The judge was clearly irritated by what he perceived as "hucksterism" on the part of the lessor's lease drafter. Writing in a subtle cynical style, he rebuffed the lessor's overreaching and denied its damages request (while giving the lessor permission to go "back the drawing board to prepare and present a revised submission that is not infected with the taints that attach to its current version")

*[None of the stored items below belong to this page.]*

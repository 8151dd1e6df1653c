//! Orphan document detection for docnav.
//!
//! Treats the document set as a directed graph: nodes are document files,
//! edges are markdown links between them. Documents referenced by a sidebar
//! seed the reachable set; a fixpoint expansion follows links until nothing
//! new turns up. Whatever remains unreached is an orphan.
//!
//! Orphans are advisory: they surface as warnings through
//! [`report_orphans`] and never fail a build.

mod detect;
mod scan;

pub use detect::{find_orphans, report_orphans};
pub use scan::{extract_doc_id, extract_links};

As this particular judge clearly knew — but what many lease drafters apparently hope judges will forget — "it takes no more than a rudimentary understanding of the concept of damages" that a lessor cannot recover undiscounted future value, because to allow otherwise would permit the lessor to recover an unfair windfall. The lease provision in question here is known as a "liquidated damages" clause, and such a clause is unenforceable unless it can be said to reflect a reasonable estimation of the lessor's true, actual damages determined as of the time the contract is made.

But what makes this otherwise plain-Jane case so interesting is how the judge ends his written opinion. After pointing out what courts usually do in collection litigation cases like this — that a party guilty of having an unenforceable liquidated damages clause will nevertheless be allowed to recover its actual damages — the judge goes on to suggest that in this particular case a little punishment might be in order:

"In candor, that [usual outcome] seems an inadequate outcome... [because] if a lessor . . . has the prerogative to insert a clearly overblown damages provision, comfortable in the knowledge that its invalidation will simply put the lessor back in the situation that it would have occupied in the absence of that provision, every incentive for a lessor to prepare a reasonable contractual provision vanishes. That would leave the lessor free to recover the contractually prescribed excessive amounts from unsuspecting lessees or, where lessees are in default, to obtain such unwarranted amounts through courts that have not thought about the problem—and intolerable no-lose and possible-win situation for the lessor." (607 F. Supp. at 884.)

More specifically, the judge wrote that if the lessor chooses to re-file its damages submission, the court might decide not to enforce the separate clause in the lease (outside the liquidated damages clause) providing for the lessee to pay the lessor's enforcement costs, including reasonable attorney's fees.

Clearly there is a lesson to be taken from this opinion — and it applies to your entire contract, not merely your damages provisions: Don't get too greedy in writing your contract forms, because if you raise a judge's ire, he might just throw out generally accepted legal principles and give you less than what the technical law of contracts would otherwise provide.

Michael Witt was Managing Counsel at Wells Fargo & Co and Senior Vice President and General Counsel of Advanta Leasing Corporation. He is now in private practice in Iowa.
Michael J. Witt Law Offices
4342 Oakwood Lane
2nd Floor
West Des Moines, IA 50265
Tel: (515) 868-1067

Previous Columns:

(This ad is a “trade” for the writing of this column. Opinions
contained in the column are those of Mr. Michael Witt, Esq.)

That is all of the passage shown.